Extracted data:
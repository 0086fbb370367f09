use chrono::NaiveDate;
use serde::Serialize;

use crate::error::{AppError, Result};

pub const TRADING_DAYS_PER_YEAR: f64 = 252.0;

/// Per-asset daily returns on a fixed date index and ticker universe.
///
/// `rows[t][a]` is the return of asset `a` on `dates[t]`. The series is
/// immutable once built; stress scenarios derive new series instead of
/// editing one in place.
#[derive(Debug, Clone, PartialEq, Serialize)]
pub struct ReturnSeries {
    tickers: Vec<String>,
    dates: Vec<NaiveDate>,
    rows: Vec<Vec<f64>>,
}

impl ReturnSeries {
    pub fn new(tickers: Vec<String>, dates: Vec<NaiveDate>, rows: Vec<Vec<f64>>) -> Result<Self> {
        if tickers.is_empty() {
            return Err(AppError::data_unavailable("return series has no tickers"));
        }
        for (i, t) in tickers.iter().enumerate() {
            if t.trim().is_empty() {
                return Err(AppError::data_unavailable("return series has a blank ticker"));
            }
            if tickers[..i].contains(t) {
                return Err(AppError::data_unavailable(format!(
                    "duplicate ticker '{}' in return series",
                    t
                )));
            }
        }
        if dates.len() != rows.len() {
            return Err(AppError::data_unavailable(format!(
                "return series has {} dates but {} rows",
                dates.len(),
                rows.len()
            )));
        }
        if dates.windows(2).any(|w| w[0] >= w[1]) {
            return Err(AppError::data_unavailable(
                "return series dates must be strictly increasing",
            ));
        }
        if let Some((idx, row)) = rows
            .iter()
            .enumerate()
            .find(|(_, row)| row.len() != tickers.len())
        {
            return Err(AppError::data_unavailable(format!(
                "row {} has {} values, expected {}",
                idx,
                row.len(),
                tickers.len()
            )));
        }
        Ok(Self {
            tickers,
            dates,
            rows,
        })
    }

    pub fn tickers(&self) -> &[String] {
        &self.tickers
    }

    pub fn dates(&self) -> &[NaiveDate] {
        &self.dates
    }

    pub fn rows(&self) -> &[Vec<f64>] {
        &self.rows
    }

    pub fn len(&self) -> usize {
        self.rows.len()
    }

    pub fn is_empty(&self) -> bool {
        self.rows.is_empty()
    }

    pub fn n_assets(&self) -> usize {
        self.tickers.len()
    }

    pub fn row(&self, step: usize) -> &[f64] {
        &self.rows[step]
    }

    pub fn date(&self, step: usize) -> NaiveDate {
        self.dates[step]
    }

    pub fn column(&self, asset: usize) -> Vec<f64> {
        self.rows.iter().map(|row| row[asset]).collect()
    }

    /// Same index and universe, different values. Used by derived series.
    pub(crate) fn with_rows(&self, rows: Vec<Vec<f64>>) -> Self {
        debug_assert_eq!(rows.len(), self.rows.len());
        Self {
            tickers: self.tickers.clone(),
            dates: self.dates.clone(),
            rows,
        }
    }

    /// Contiguous sub-range `[start, end)` of the series.
    pub fn slice(&self, start: usize, end: usize) -> Self {
        let end = end.min(self.rows.len());
        let start = start.min(end);
        Self {
            tickers: self.tickers.clone(),
            dates: self.dates[start..end].to_vec(),
            rows: self.rows[start..end].to_vec(),
        }
    }

    /// Sample covariance (n - 1 denominator) of the rows in `[start, end)`.
    ///
    /// Each entry uses only the rows where both assets have a finite return,
    /// so one missing value does not discard the window. Returns `None` when
    /// some pair has fewer than two such rows.
    pub fn window_covariance(&self, start: usize, end: usize) -> Option<Vec<Vec<f64>>> {
        if end > self.rows.len() || start >= end {
            return None;
        }
        let window = &self.rows[start..end];
        let k = self.tickers.len();
        let mut cov = vec![vec![0.0; k]; k];
        for i in 0..k {
            for j in i..k {
                let c = pairwise_moments(window, i, j)?.cov;
                cov[i][j] = c;
                cov[j][i] = c;
            }
        }
        Some(cov)
    }

    /// Pearson correlation across the whole series over pairwise-complete
    /// rows. Pairs with zero variance or too few rows correlate 0.0; the
    /// diagonal is always 1.0.
    pub fn correlation_matrix(&self) -> Vec<Vec<f64>> {
        let k = self.tickers.len();
        (0..k)
            .map(|i| {
                (0..k)
                    .map(|j| {
                        if i == j {
                            return 1.0;
                        }
                        match pairwise_moments(&self.rows, i, j) {
                            Some(m) if m.var_a > 0.0 && m.var_b > 0.0 => {
                                (m.cov / (m.var_a * m.var_b).sqrt()).clamp(-1.0, 1.0)
                            }
                            _ => 0.0,
                        }
                    })
                    .collect()
            })
            .collect()
    }
}

struct PairMoments {
    cov: f64,
    var_a: f64,
    var_b: f64,
}

/// Sample moments of columns `a` and `b` over the rows where both are finite.
fn pairwise_moments(rows: &[Vec<f64>], a: usize, b: usize) -> Option<PairMoments> {
    let pairs: Vec<(f64, f64)> = rows
        .iter()
        .map(|row| (row[a], row[b]))
        .filter(|(x, y)| x.is_finite() && y.is_finite())
        .collect();
    if pairs.len() < 2 {
        return None;
    }
    let n = pairs.len() as f64;
    let mean_a = pairs.iter().map(|(x, _)| x).sum::<f64>() / n;
    let mean_b = pairs.iter().map(|(_, y)| y).sum::<f64>() / n;
    let (mut cov, mut var_a, mut var_b) = (0.0, 0.0, 0.0);
    for (x, y) in &pairs {
        let (dx, dy) = (x - mean_a, y - mean_b);
        cov += dx * dy;
        var_a += dx * dx;
        var_b += dy * dy;
    }
    let moments = PairMoments {
        cov: cov / (n - 1.0),
        var_a: var_a / (n - 1.0),
        var_b: var_b / (n - 1.0),
    };
    moments.cov.is_finite().then_some(moments)
}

Assignment:
Every line in the data above that includes the word "index" should be copied.

Solution to the exercise:
/// Per-asset daily returns on a fixed date index and ticker universe.
    /// Same index and universe, different values. Used by derived series.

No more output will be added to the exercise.